Breaking News
Loading...
Jumat, 19 Juli 2013

Info Post
Puluhan warga yang tergabung dalam Organisasi Masyarakat (Ormas) Forum Pembela Kebenaran (Forpek) Nusantara menggelar aksi menduduki kantor Pendopo Gubernur Banten, Jumat (19/7).

Aksi tersebut untuk mendesak Gubernur Banten, Ratu Atut Chosiyah agar mencabut SK Wali kota Serang Nomor 422.4/KEP.56-HUK/2012 yang melegalisasi pungutan di sekolah-sekolah tingkat SMA/SMK di Kota Serang. Yakni Rp 70 ribu per siswa SMA perbulan dan Rp 75 ribu per siswa SMK per bulan.

"Tak hanya itu, selain siswa dipaksa membayar investasi sebesar Rp 500 ribu hingga Rp 750 ribu, siswa juga dipungut biaya operasional sekolah tahunan yakni untuk per siswa SMA Rp 1,5 juta dan Rp 1,75 juta per siswa SMK," ungkap Dimas Kusuma, koordinator aksi, Jumat (19/7).

Dimas juga menambahkan, keberadaan SK pungutan sekolah itu sesat dan menyengsarakan rakyat. Tidak ada alasan untuk membenarkan tindakan Wali Kota Serang Tubagus Haerul Jaman tersebut.

"Misal pungutan untuk O2SN, kegiatan intra sekolah dan sejumlah alasan lain yang sebenarnya sudah tercover di BOS," ungkapnya.

Dimas menegaskan, Pembiayaan sekolah sudah banyak dicover berbagai program pemerintah, seperti BOS atau R-BOS yang mencapai sekitar Rp 24,683 miliar.
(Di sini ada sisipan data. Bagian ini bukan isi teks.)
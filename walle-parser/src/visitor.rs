//! Visitor pattern for AST nodes.

use crate::ast::{Expr, ExprKind, Program, Stmt, StmtKind};

pub trait Visitor<'ast>: Sized {
    fn visit_program(&mut self, program: &'ast Program) {
        walk_program(self, program);
    }
    fn visit_stmt(&mut self, stmt: &'ast Stmt) {
        walk_stmt(self, stmt);
    }
    fn visit_expr(&mut self, expr: &'ast Expr) {
        walk_expr(self, expr);
    }
}

pub fn walk_program<'ast>(visitor: &mut impl Visitor<'ast>, program: &'ast Program) {
    for stmt in &program.stmts {
        visitor.visit_stmt(stmt);
    }
}

pub fn walk_expr<'ast>(visitor: &mut impl Visitor<'ast>, expr: &'ast Expr) {
    match &expr.kind {
        ExprKind::Literal(_) => {}
        ExprKind::Variable(_) => {}
        ExprKind::Call { ident: _, args } => {
            for arg in args {
                visitor.visit_expr(arg);
            }
        }
        ExprKind::Group(inner) => visitor.visit_expr(inner),
        ExprKind::Unary { op: _, arg } => visitor.visit_expr(arg),
        ExprKind::Binary { lhs, op: _, rhs } => {
            visitor.visit_expr(lhs);
            visitor.visit_expr(rhs);
        }
    }
}

pub fn walk_stmt<'ast>(visitor: &mut impl Visitor<'ast>, stmt: &'ast Stmt) {
    // visits every argument expression of a command in order
    macro_rules! visit_args {
        ($visitor: ident, $($arg: expr),*) => {{
            $($visitor.visit_expr($arg);)*
        }};
    }

    match &stmt.kind {
        StmtKind::Spawn { x, y } | StmtKind::Respawn { x, y } => visit_args!(visitor, x, y),
        StmtKind::Color(expr) | StmtKind::Size(expr) | StmtKind::Filling(expr) => {
            visitor.visit_expr(expr)
        }
        StmtKind::DrawLine {
            dir_x,
            dir_y,
            distance,
        } => visit_args!(visitor, dir_x, dir_y, distance),
        StmtKind::DrawCircle {
            dir_x,
            dir_y,
            radius,
        } => visit_args!(visitor, dir_x, dir_y, radius),
        StmtKind::DrawRectangle {
            dir_x,
            dir_y,
            distance,
            width,
            height,
        } => visit_args!(visitor, dir_x, dir_y, distance, width, height),
        StmtKind::Fill => {}
        StmtKind::Assign { ident: _, value } => visitor.visit_expr(value),
        StmtKind::Label(_) => {}
        StmtKind::GoTo {
            label: _,
            condition,
        } => visitor.visit_expr(condition),
        StmtKind::ExprStmt(expr) => visitor.visit_expr(expr),
    }
}
//! PNG encoding and decoding of canvases.

use png::{BitDepth, ColorType, Decoder, Encoder, Transformations};
use walle_runtime::Canvas;
use walle_source::Error;

/// A decoded image as a row-major RGBA raster.
pub struct RgbaImage {
    pub width: usize,
    pub height: usize,
    pub pixels: Vec<u8>,
}

/// Decodes PNG `bytes` of any color type into 8-bit RGBA.
pub fn decode_png(bytes: &[u8]) -> Result<RgbaImage, Error> {
    let decode_err = |err: png::DecodingError| Error::import(format!("Cannot decode image: {}", err));

    let mut decoder = Decoder::new(bytes);
    // palettes and low bit depths to 8-bit channels
    decoder.set_transformations(Transformations::EXPAND | Transformations::STRIP_16);
    let mut reader = decoder.read_info().map_err(decode_err)?;
    let mut buf = vec![0; reader.output_buffer_size()];
    let info = reader.next_frame(&mut buf).map_err(decode_err)?;
    let buf = &buf[..info.buffer_size()];

    let pixels = match info.color_type {
        ColorType::Rgba => buf.to_vec(),
        ColorType::Rgb => buf
            .chunks_exact(3)
            .flat_map(|px| [px[0], px[1], px[2], 255])
            .collect(),
        ColorType::Grayscale => buf.iter().flat_map(|&g| [g, g, g, 255]).collect(),
        ColorType::GrayscaleAlpha => buf
            .chunks_exact(2)
            .flat_map(|px| [px[0], px[0], px[0], px[1]])
            .collect(),
        ColorType::Indexed => {
            return Err(Error::import("Cannot decode image: unexpanded palette."));
        }
    };

    Ok(RgbaImage {
        width: info.width as usize,
        height: info.height as usize,
        pixels,
    })
}

/// Decodes a background image and scales it to `width` x `height`.
pub fn decode_background(bytes: &[u8], width: usize, height: usize) -> Result<Canvas, Error> {
    let image = decode_png(bytes)?;
    Canvas::from_rgba(&image.pixels, image.width, image.height, width, height)
}

/// Encodes `canvas` as an 8-bit RGBA PNG.
pub fn encode_png(canvas: &Canvas) -> Result<Vec<u8>, Error> {
    let encode_err = |err: png::EncodingError| Error::import(format!("Cannot encode image: {}", err));

    let mut out = Vec::new();
    let mut encoder = Encoder::new(&mut out, canvas.width() as u32, canvas.height() as u32);
    encoder.set_color(ColorType::Rgba);
    encoder.set_depth(BitDepth::Eight);
    let mut writer = encoder.write_header().map_err(encode_err)?;
    writer.write_image_data(&canvas.to_rgba()).map_err(encode_err)?;
    writer.finish().map_err(encode_err)?;
    Ok(out)
}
Juga pendampingan anggaran dari APBD Provinsi Banten melalui program Bantuan Siswa Miskin (BSM) Rp 25,809 miliar dan BKMM Rp 68,065 miliar.

"Penghapusan pembiayaan sekolah adalah harga mati buat kami dan masyarakat di Kota Serang, juga masyarakat Banten," tegas Dimas.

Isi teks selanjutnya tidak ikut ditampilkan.